Everything we learn is based on the principle of action/reaction or cause/effect or more important in this context, behaviour/consequence. A behaviour that is repeated over and over with no negative consequence becomes a habit.
It influences their communication and language because these inappropriate behaviours are positively reinforced with a positive consequence so they will become a habit.
It sounds complicated but here is an example: A child speaks badly to the phone — yet he gets what he wants, so the consequence is positive — so the inappropriate behaviour is reinforced and maintained — it becomes a habit — the child learns to speak rudely in order to obtain something from his phone as well from his parents as well from other people.
Result: his social skills development is affected.
How important is it for children to learn to say ‘Thank you’ and ‘Please’ even if it is to a digital entity?

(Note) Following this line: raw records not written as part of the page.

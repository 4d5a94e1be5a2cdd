use std::sync::Once;
use std::time::Duration;

use pretty_assertions::assert_eq;
use reportai_client::{
    execute_request, AnalysisRequest, ApiSettings, ClientEvent, FailureKind, HttpReportApi,
    ReportApi,
};
use serde_json::json;
use wiremock::matchers::{body_json, method, path};
use wiremock::{Mock, MockServer, ResponseTemplate};

fn init_logging() {
    static INIT: Once = Once::new();
    INIT.call_once(app_logging::initialize_for_tests);
}

fn api_for(server: &MockServer) -> HttpReportApi {
    init_logging();
    HttpReportApi::new(ApiSettings {
        base_url: server.uri(),
        ..ApiSettings::default()
    })
}

fn request(url: &str, analysis_type: Option<&str>) -> AnalysisRequest {
    AnalysisRequest {
        url: url.to_string(),
        analysis_type: analysis_type.map(ToOwned::to_owned),
    }
}

fn failure_kind(event: ClientEvent) -> FailureKind {
    match event {
        ClientEvent::Failed { error } => error.kind,
        other => panic!("expected a failed cycle, got {other:?}"),
    }
}

#[tokio::test]
async fn empty_fields_serialize_with_null_analysis_type() {
    let server = MockServer::start().await;
    Mock::given(method("POST"))
        .and(path("/"))
        .and(body_json(json!({ "url": "", "analysis_type": null })))
        .respond_with(ResponseTemplate::new(200).set_body_json(json!({ "status": "OK" })))
        .expect(1)
        .mount(&server)
        .await;

    let api = api_for(&server);
    let event = execute_request(&api, &request("", None)).await;

    assert_eq!(event, ClientEvent::ReportUnavailable);
}

#[tokio::test]
async fn category_is_sent_verbatim() {
    let server = MockServer::start().await;
    Mock::given(method("POST"))
        .and(path("/"))
        .and(body_json(json!({
            "url": "https://example.com/repo",
            "analysis_type": "  security audit ",
        })))
        .respond_with(ResponseTemplate::new(200).set_body_json(json!({ "status": "OK" })))
        .expect(1)
        .mount(&server)
        .await;

    let api = api_for(&server);
    let event = execute_request(
        &api,
        &request("https://example.com/repo", Some("  security audit ")),
    )
    .await;

    assert_eq!(event, ClientEvent::ReportUnavailable);
}

#[tokio::test]
async fn http_500_fails_without_fetching_the_report() {
    let server = MockServer::start().await;
    Mock::given(method("POST"))
        .and(path("/"))
        .respond_with(ResponseTemplate::new(500))
        .mount(&server)
        .await;
    Mock::given(method("GET"))
        .and(path("/report"))
        .respond_with(ResponseTemplate::new(200).set_body_string("<html></html>"))
        .expect(0)
        .mount(&server)
        .await;

    let api = api_for(&server);
    let event = execute_request(&api, &request("https://example.com", None)).await;

    assert_eq!(failure_kind(event), FailureKind::HttpStatus(500));
}

#[tokio::test]
async fn ok_with_report_path_fetches_and_sanitizes_the_report() {
    let server = MockServer::start().await;
    Mock::given(method("POST"))
        .and(path("/"))
        .respond_with(ResponseTemplate::new(200).set_body_json(json!({
            "status": "OK",
            "report_path": "report.html",
        })))
        .mount(&server)
        .await;
    let report_body =
        "<html><body><h1>Summary</h1><script>alert('x')</script><p>All good.</p></body></html>";
    Mock::given(method("GET"))
        .and(path("/report"))
        .respond_with(ResponseTemplate::new(200).set_body_raw(report_body, "text/html"))
        .expect(1)
        .mount(&server)
        .await;

    let api = api_for(&server);
    let event = execute_request(&api, &request("https://example.com", None)).await;

    match event {
        ClientEvent::ReportReady { html, preview } => {
            assert_eq!(html, report_body);
            assert_eq!(preview, "Summary\n\nAll good.");
        }
        other => panic!("expected a fetched report, got {other:?}"),
    }
}

#[tokio::test]
async fn ok_without_report_path_skips_the_fetch() {
    let server = MockServer::start().await;
    Mock::given(method("POST"))
        .and(path("/"))
        .respond_with(ResponseTemplate::new(200).set_body_json(json!({ "status": "OK" })))
        .mount(&server)
        .await;
    Mock::given(method("GET"))
        .and(path("/report"))
        .respond_with(ResponseTemplate::new(200).set_body_string("<html></html>"))
        .expect(0)
        .mount(&server)
        .await;

    let api = api_for(&server);
    let event = execute_request(&api, &request("https://example.com", None)).await;

    assert_eq!(event, ClientEvent::ReportUnavailable);
}

#[tokio::test]
async fn empty_report_path_counts_as_absent() {
    let server = MockServer::start().await;
    Mock::given(method("POST"))
        .and(path("/"))
        .respond_with(ResponseTemplate::new(200).set_body_json(json!({
            "status": "OK",
            "report_path": "",
        })))
        .mount(&server)
        .await;

    let api = api_for(&server);
    let event = execute_request(&api, &request("https://example.com", None)).await;

    assert_eq!(event, ClientEvent::ReportUnavailable);
}

#[tokio::test]
async fn failed_status_is_an_unexpected_status() {
    let server = MockServer::start().await;
    Mock::given(method("POST"))
        .and(path("/"))
        .respond_with(ResponseTemplate::new(200).set_body_json(json!({ "status": "FAILED" })))
        .mount(&server)
        .await;

    let api = api_for(&server);
    let event = execute_request(&api, &request("https://example.com", None)).await;

    assert_eq!(
        failure_kind(event),
        FailureKind::UnexpectedStatus {
            status: "FAILED".to_string()
        }
    );
}

#[tokio::test]
async fn non_json_body_is_an_invalid_payload() {
    let server = MockServer::start().await;
    Mock::given(method("POST"))
        .and(path("/"))
        .respond_with(ResponseTemplate::new(200).set_body_string("not json"))
        .mount(&server)
        .await;

    let api = api_for(&server);
    let event = execute_request(&api, &request("https://example.com", None)).await;

    assert_eq!(failure_kind(event), FailureKind::InvalidPayload);
}

#[tokio::test]
async fn slow_endpoint_times_out() {
    let server = MockServer::start().await;
    Mock::given(method("POST"))
        .and(path("/"))
        .respond_with(
            ResponseTemplate::new(200)
                .set_delay(Duration::from_millis(250))
                .set_body_json(json!({ "status": "OK" })),
        )
        .mount(&server)
        .await;

    init_logging();
    let api = HttpReportApi::new(ApiSettings {
        base_url: server.uri(),
        request_timeout: Duration::from_millis(50),
        ..ApiSettings::default()
    });
    let event = execute_request(&api, &request("https://example.com", None)).await;

    assert_eq!(failure_kind(event), FailureKind::Timeout);
}

#[tokio::test]
async fn failed_report_fetch_fails_the_cycle() {
    let server = MockServer::start().await;
    Mock::given(method("POST"))
        .and(path("/"))
        .respond_with(ResponseTemplate::new(200).set_body_json(json!({
            "status": "OK",
            "report_path": "report.html",
        })))
        .mount(&server)
        .await;
    Mock::given(method("GET"))
        .and(path("/report"))
        .respond_with(ResponseTemplate::new(404))
        .mount(&server)
        .await;

    let api = api_for(&server);
    let event = execute_request(&api, &request("https://example.com", None)).await;

    assert_eq!(failure_kind(event), FailureKind::HttpStatus(404));
}

#[tokio::test]
async fn fetch_report_returns_the_body_verbatim() {
    let server = MockServer::start().await;
    Mock::given(method("GET"))
        .and(path("/report"))
        .respond_with(ResponseTemplate::new(200).set_body_raw("<p>raw</p>", "text/html"))
        .mount(&server)
        .await;

    let api = api_for(&server);
    let body = api.fetch_report().await.expect("fetch report");

    assert_eq!(body, "<p>raw</p>");
}
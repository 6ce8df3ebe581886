//! Configuration handling
//!
//! Values come from `config.json` in the platform config directory and can
//! be overridden with `WELLNESS_*` environment variables.

use anyhow::{anyhow, Context, Result};
use directories::ProjectDirs;
use serde::{Deserialize, Serialize};
use std::fs;
use std::path::PathBuf;
use uuid::Uuid;

pub const ENV_STORE_URL: &str = "WELLNESS_STORE_URL";
pub const ENV_API_KEY: &str = "WELLNESS_API_KEY";
pub const ENV_FORM_ID: &str = "WELLNESS_FORM_ID";
pub const ENV_PROGRAM_ID: &str = "WELLNESS_PROGRAM_ID";
pub const ENV_COURSE_ID: &str = "WELLNESS_COURSE_ID";

/// User configuration
#[derive(Debug, Clone, Serialize, Deserialize, Default)]
pub struct AppConfig {
    /// Base URL of the data store
    pub store_url: Option<String>,
    /// Public API key sent with every request
    pub api_key: Option<String>,
    /// Registration form to open
    pub form_id: Option<String>,
    /// Program the submission is attributed to
    pub program_id: Option<String>,
    /// Course the submission is attributed to
    pub course_id: Option<String>,
}

/// Validated settings needed to run
#[derive(Debug, Clone, PartialEq, Eq)]
pub struct RuntimeConfig {
    pub store_url: String,
    pub api_key: String,
    pub form_id: Uuid,
    pub program_id: Option<Uuid>,
    pub course_id: Option<Uuid>,
}

impl AppConfig {
    /// Get the config file path
    fn config_path() -> Option<PathBuf> {
        ProjectDirs::from("org", "wellness", "wellness-forms")
            .map(|dirs| dirs.config_dir().join("config.json"))
    }

    /// Load configuration from file, then apply environment overrides
    pub fn load() -> Result<Self> {
        let mut config = Self::load_file()?;
        config.apply_overrides(|key| std::env::var(key).ok());
        Ok(config)
    }

    fn load_file() -> Result<Self> {
        if let Some(path) = Self::config_path() {
            if path.exists() {
                let content = fs::read_to_string(&path)
                    .with_context(|| format!("reading {}", path.display()))?;
                let config: AppConfig = serde_json::from_str(&content)
                    .with_context(|| format!("parsing {}", path.display()))?;
                return Ok(config);
            }
        }

        Ok(Self::default())
    }

    /// Override fields with any non-empty values returned by `lookup`
    pub fn apply_overrides<F>(&mut self, lookup: F)
    where
        F: Fn(&str) -> Option<String>,
    {
        let get = |key: &str| lookup(key).filter(|v| !v.is_empty());
        if let Some(v) = get(ENV_STORE_URL) {
            self.store_url = Some(v);
        }
        if let Some(v) = get(ENV_API_KEY) {
            self.api_key = Some(v);
        }
        if let Some(v) = get(ENV_FORM_ID) {
            self.form_id = Some(v);
        }
        if let Some(v) = get(ENV_PROGRAM_ID) {
            self.program_id = Some(v);
        }
        if let Some(v) = get(ENV_COURSE_ID) {
            self.course_id = Some(v);
        }
    }

    /// Check required values and parse identifiers
    pub fn resolve(&self) -> Result<RuntimeConfig> {
        let store_url = self
            .store_url
            .clone()
            .ok_or_else(|| anyhow!("store URL is not configured (set {ENV_STORE_URL})"))?;
        let form_id = self
            .form_id
            .as_deref()
            .ok_or_else(|| anyhow!("form id is not configured (set {ENV_FORM_ID})"))?;

        Ok(RuntimeConfig {
            store_url,
            api_key: self.api_key.clone().unwrap_or_default(),
            form_id: parse_id("form id", form_id)?,
            program_id: self
                .program_id
                .as_deref()
                .map(|id| parse_id("program id", id))
                .transpose()?,
            course_id: self
                .course_id
                .as_deref()
                .map(|id| parse_id("course id", id))
                .transpose()?,
        })
    }
}

fn parse_id(what: &str, value: &str) -> Result<Uuid> {
    Uuid::parse_str(value.trim()).with_context(|| format!("invalid {what}: {value}"))
}

#[cfg(test)]
mod tests {
    use super::*;
    use std::collections::HashMap;

    const FORM: &str = "0f8c1d7a-2b6b-4c38-8d4e-1f9a2e3b4c5d";

    fn complete() -> AppConfig {
        AppConfig {
            store_url: Some("https://demo.example.co".to_string()),
            api_key: Some("anon".to_string()),
            form_id: Some(FORM.to_string()),
            ..Default::default()
        }
    }

    #[test]
    fn test_default_config() {
        let config = AppConfig::default();
        assert!(config.store_url.is_none());
        assert!(config.api_key.is_none());
        assert!(config.form_id.is_none());
        assert!(config.program_id.is_none());
        assert!(config.course_id.is_none());
    }

    #[test]
    fn test_serialization() {
        let config = AppConfig {
            program_id: Some("a1b2c3d4-0000-4000-8000-000000000001".to_string()),
            ..complete()
        };

        let json = serde_json::to_string(&config).unwrap();
        let parsed: AppConfig = serde_json::from_str(&json).unwrap();

        assert_eq!(parsed.store_url, config.store_url);
        assert_eq!(parsed.form_id, config.form_id);
        assert_eq!(parsed.program_id, config.program_id);
        assert!(parsed.course_id.is_none());
    }

    #[test]
    fn test_deserialize_from_empty_json() {
        let parsed: AppConfig = serde_json::from_str("{}").unwrap();
        assert!(parsed.store_url.is_none());
    }

    #[test]
    fn test_deserialize_with_extra_fields() {
        let json = r#"{"form_id": "abc", "unknown_field": "value"}"#;
        let parsed: AppConfig = serde_json::from_str(json).unwrap();
        assert_eq!(parsed.form_id, Some("abc".to_string()));
    }

    #[test]
    fn test_env_overrides_file_values() {
        let mut config = complete();
        let env: HashMap<&str, &str> = [
            (ENV_STORE_URL, "https://other.example.co"),
            (ENV_API_KEY, ""),
            (ENV_COURSE_ID, "c0c0c0c0-0000-4000-8000-000000000002"),
        ]
        .into_iter()
        .collect();

        config.apply_overrides(|key| env.get(key).map(|v| v.to_string()));

        assert_eq!(config.store_url.as_deref(), Some("https://other.example.co"));
        // Empty variables do not clear file values
        assert_eq!(config.api_key.as_deref(), Some("anon"));
        assert_eq!(
            config.course_id.as_deref(),
            Some("c0c0c0c0-0000-4000-8000-000000000002")
        );
    }

    #[test]
    fn test_resolve_complete() {
        let runtime = complete().resolve().unwrap();
        assert_eq!(runtime.form_id.to_string(), FORM);
        assert_eq!(runtime.api_key, "anon");
        assert!(runtime.program_id.is_none());
    }

    #[test]
    fn test_resolve_requires_store_url() {
        let config = AppConfig {
            store_url: None,
            ..complete()
        };
        let err = config.resolve().unwrap_err();
        assert!(err.to_string().contains(ENV_STORE_URL));
    }

    #[test]
    fn test_resolve_requires_form_id() {
        let config = AppConfig {
            form_id: None,
            ..complete()
        };
        assert!(config.resolve().is_err());
    }

    #[test]
    fn test_resolve_rejects_bad_uuid() {
        let config = AppConfig {
            program_id: Some("not-a-uuid".to_string()),
            ..complete()
        };
        let err = config.resolve().unwrap_err();
        assert!(err.to_string().contains("invalid program id"));
    }

    #[test]
    fn test_config_path_returns_option() {
        let _path = AppConfig::config_path();
    }
}
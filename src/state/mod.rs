//! Application state module

mod app_state;
mod forms;
mod settings;

pub use app_state::*;
pub use forms::*;
pub use settings::*;
//! Platform-specific configuration

/// Submit shortcut display for form help text
/// Ctrl+S works on all platforms (Enter on the submit button also works)
pub const SUBMIT_SHORTCUT: &str = "Ctrl+S";

/// Quit hint shown at the right of the status bar
/// - macOS: "^C" (Terminal.app convention)
/// - Linux/Windows: "Ctrl+C"
#[cfg(target_os = "macos")]
pub const QUIT_HINT: &str = " ^C:quit ";

#[cfg(not(target_os = "macos"))]
pub const QUIT_HINT: &str = " Ctrl+C:quit ";
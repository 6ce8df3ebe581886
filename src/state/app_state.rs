//! Application state definitions

use super::forms::RegistrationForm;
use super::settings::SiteSettings;
use std::collections::VecDeque;

/// Current view in the application
#[derive(Debug, Clone, PartialEq, Eq, Default)]
pub enum View {
    #[default]
    Landing,
    Registration,
}

/// Main application state
#[derive(Debug, Default)]
pub struct AppState {
    // Navigation
    pub current_view: View,

    // Data
    pub settings: SiteSettings,

    /// The open registration modal; dropping it discards the draft
    pub registration: Option<RegistrationForm>,
    /// Incremented each time a modal opens so late results can be matched
    pub session: u64,

    // Feedback
    pub status_message: Option<String>,
    error_queue: VecDeque<String>,
}

impl AppState {
    /// Open a fresh modal and return its session number
    pub fn open_registration(&mut self, form: RegistrationForm) -> u64 {
        self.session += 1;
        self.registration = Some(form);
        self.current_view = View::Registration;
        self.session
    }

    /// Close the modal from any phase, discarding the draft
    pub fn close_registration(&mut self) {
        self.registration = None;
        self.current_view = View::Landing;
    }

    /// The open modal if it belongs to `session`
    pub fn registration_for(&mut self, session: u64) -> Option<&mut RegistrationForm> {
        if session != self.session {
            return None;
        }
        self.registration.as_mut()
    }

    pub fn push_error(&mut self, message: String) {
        self.error_queue.push_back(message);
    }

    pub fn current_error(&self) -> Option<&str> {
        self.error_queue.front().map(String::as_str)
    }

    pub fn dismiss_error(&mut self) {
        self.error_queue.pop_front();
    }
}

#[cfg(test)]
mod tests {
    use super::*;
    use uuid::Uuid;

    #[test]
    fn test_default_view_is_landing() {
        let state = AppState::default();
        assert_eq!(state.current_view, View::Landing);
        assert!(state.registration.is_none());
        assert_eq!(state.session, 0);
    }

    #[test]
    fn test_open_and_close_registration() {
        let mut state = AppState::default();
        let session = state.open_registration(RegistrationForm::new(Uuid::new_v4(), None, None));
        assert_eq!(session, 1);
        assert_eq!(state.current_view, View::Registration);
        assert!(state.registration_for(session).is_some());

        state.close_registration();
        assert_eq!(state.current_view, View::Landing);
        assert!(state.registration_for(session).is_none());
    }

    #[test]
    fn test_stale_session_is_rejected() {
        let mut state = AppState::default();
        let first = state.open_registration(RegistrationForm::new(Uuid::new_v4(), None, None));
        state.close_registration();
        let second = state.open_registration(RegistrationForm::new(Uuid::new_v4(), None, None));
        assert_ne!(first, second);
        assert!(state.registration_for(first).is_none());
        assert!(state.registration_for(second).is_some());
    }

    #[test]
    fn test_error_queue_is_fifo() {
        let mut state = AppState::default();
        assert!(state.current_error().is_none());
        state.push_error("first".to_string());
        state.push_error("second".to_string());
        assert_eq!(state.current_error(), Some("first"));
        state.dismiss_error();
        assert_eq!(state.current_error(), Some("second"));
        state.dismiss_error();
        assert!(state.current_error().is_none());
    }
}
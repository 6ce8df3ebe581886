//! Layout components (header, status bar)

use crate::app::App;
use crate::platform::QUIT_HINT;
use crate::state::View;
use ratatui::{
    layout::{Constraint, Direction, Layout, Rect},
    style::{Color, Modifier, Style},
    text::{Line, Span},
    widgets::Paragraph,
    Frame,
};

/// Split the screen into header, main content and status bar
pub fn create_layout(area: Rect) -> (Rect, Rect, Rect) {
    let chunks = Layout::default()
        .direction(Direction::Vertical)
        .constraints([
            Constraint::Length(1), // Header
            Constraint::Min(0),    // Content
            Constraint::Length(1), // Status bar
        ])
        .split(area);

    (chunks[0], chunks[1], chunks[2])
}

/// Draw the header with the site name
pub fn draw_header(frame: &mut Frame, area: Rect, app: &App) {
    let header = Paragraph::new(Line::from(vec![
        Span::styled(
            format!(" {} ", app.state.settings.site_name()),
            Style::default()
                .fg(Color::Black)
                .bg(Color::Cyan)
                .add_modifier(Modifier::BOLD),
        ),
        Span::styled(" Registration", Style::default().fg(Color::Gray)),
    ]));
    frame.render_widget(header, area);
}

/// Draw the status bar
pub fn draw_status_bar(frame: &mut Frame, area: Rect, app: &App) {
    let mut spans = vec![Span::styled(
        format!(" {}", get_view_hints(&app.state.current_view)),
        Style::default().fg(Color::Gray),
    )];

    if let Some(msg) = &app.state.status_message {
        spans.push(Span::raw(" | "));
        spans.push(Span::styled(msg, Style::default().fg(Color::Green)));
    }

    let status = Paragraph::new(Line::from(spans)).style(Style::default().bg(Color::DarkGray));
    frame.render_widget(status, area);

    let hint_width = QUIT_HINT.len() as u16;
    let quit_area = Rect {
        x: area.x + area.width.saturating_sub(hint_width),
        width: hint_width.min(area.width),
        ..area
    };
    let quit_widget =
        Paragraph::new(QUIT_HINT).style(Style::default().bg(Color::DarkGray).fg(Color::Gray));
    frame.render_widget(quit_widget, quit_area);
}

/// Get keyboard hints for the current view
fn get_view_hints(view: &View) -> &'static str {
    match view {
        View::Landing => "r:register  q:quit",
        View::Registration => "Tab:next  Enter:select  Esc:close",
    }
}
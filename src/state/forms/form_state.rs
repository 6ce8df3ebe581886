//! Registration form state: draft, errors and the submission lifecycle

use super::field::{FieldDefinition, FieldType, FieldValue, FormDefinition};
use super::submission::{build_response_record, Submission};
use super::validation::{validate_all, ValidationErrors};
use std::collections::{BTreeSet, HashMap};
use uuid::Uuid;

/// Trait for focus cycling over fields and the buttons row
pub trait Form {
    fn field_count(&self) -> usize;
    fn active_field(&self) -> usize;
    fn set_active_field(&mut self, index: usize);
    fn next_field(&mut self) {
        let count = self.field_count();
        let current = self.active_field();
        self.set_active_field((current + 1) % count);
    }
    fn prev_field(&mut self) {
        let count = self.field_count();
        let current = self.active_field();
        if current == 0 {
            self.set_active_field(count - 1);
        } else {
            self.set_active_field(current - 1);
        }
    }
}

/// Lifecycle of one modal instance
#[derive(Debug, Clone, PartialEq, Eq, Default)]
pub enum FormPhase {
    #[default]
    Loading,
    /// Editable; validation errors, if any, are shown inline
    Ready,
    Submitting,
    Success,
    /// The definition could not be loaded; only closing is possible
    Failed(String),
}

/// Which control has keyboard focus
#[derive(Debug, Clone, Copy, PartialEq, Eq)]
pub enum FocusTarget {
    Field(usize),
    SubmitButton,
    CloseButton,
}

Why?
It is extremely important as these are the basic social skills that help an individual be socially aware of others and interact with them.
Through pretend and imaginary play, children learn these skills. When they play with dolls, they may make them say, ‘Thank you’ and ‘Please’ to each other. So why not reinforce the use of these pragmatic and social skills while talking to electronic devices?
It is extremely important to reinforce the use of these words towards everyone, with no distinction. Only in this way will they learn to be individuals who are socially aware and be able to behave appropriately everywhere.
If we allow a child to kick his toys, he may repeat the same behaviour with his peers one day. Why should we even allow and tolerate rudeness and unkindness in our children?
Should parents be monitoring this interaction?
I strongly suggest that parents monitor this interaction. It may seem funny to be rude to our phone but it is not socially acceptable. If we monitor our children and promptly address this behaviour when it occurs, it will gradually decrease.
For example, we could take the phone away from them when we hear rude language. This will help reduce the occurrence of an inappropriate behaviour (rude talk) and reinforce appropriate manners (talking nicely to others — whether to a digital assistant or people).
If parents are cavalier in their attitude to communication, even if talking to digital assistants, do children pick up that attitude?
Of course. Children copy what adults do. They observe their parents and repeat what they see, through a process called ‘vicarious learning’.
So it is important for parents to be role models in everything they do.
Does digital communication etiquette deserve the seriousness that human conversations do?
Yes, it does. Historically, we live in a time in which the difference between real and virtual is not so clear and marked anymore. This is scary but being kind to a device doesn’t contribute to this non-differentiation. Being kind to a device is important simply because being rude towards living beings is as inappropriate as being rude towards things.
It is important to inculcate good habits and behaviours in interactions, especially for children, since their ability to differentiate between the virtual and real is less clear.
Courtesy is non-negotiable
Dr Rajshree Singhania, Neurodevelopmental Paediatrician, Singhania Children’s Clinic and Therapy Centre said:
“Children need to be taught etiquette, period. It is not just how they talk to digital assistants but also to humans — housemaids, houseboys and those who cannot retaliate.
“I have seen children being rude to their house help, peers and siblings. Certainly, being able to talk rudely to those who cannot answer back, not just electronic assistants but also people, will colour their behaviour towards others.
“If parents and adults are cavalier in their attitude to those serving us, be it digital entities or human beings, children will pick up that outlook.
“Teaching respect for all humans, particularly those who assist us, is essential in bringing up children in order to make them polite citizens — polite not out of fear but out of respect and kindness.
“Parents should certainly monitor how children talk to assistants digital or otherwise. But most of all, parents should be good role models themselves.”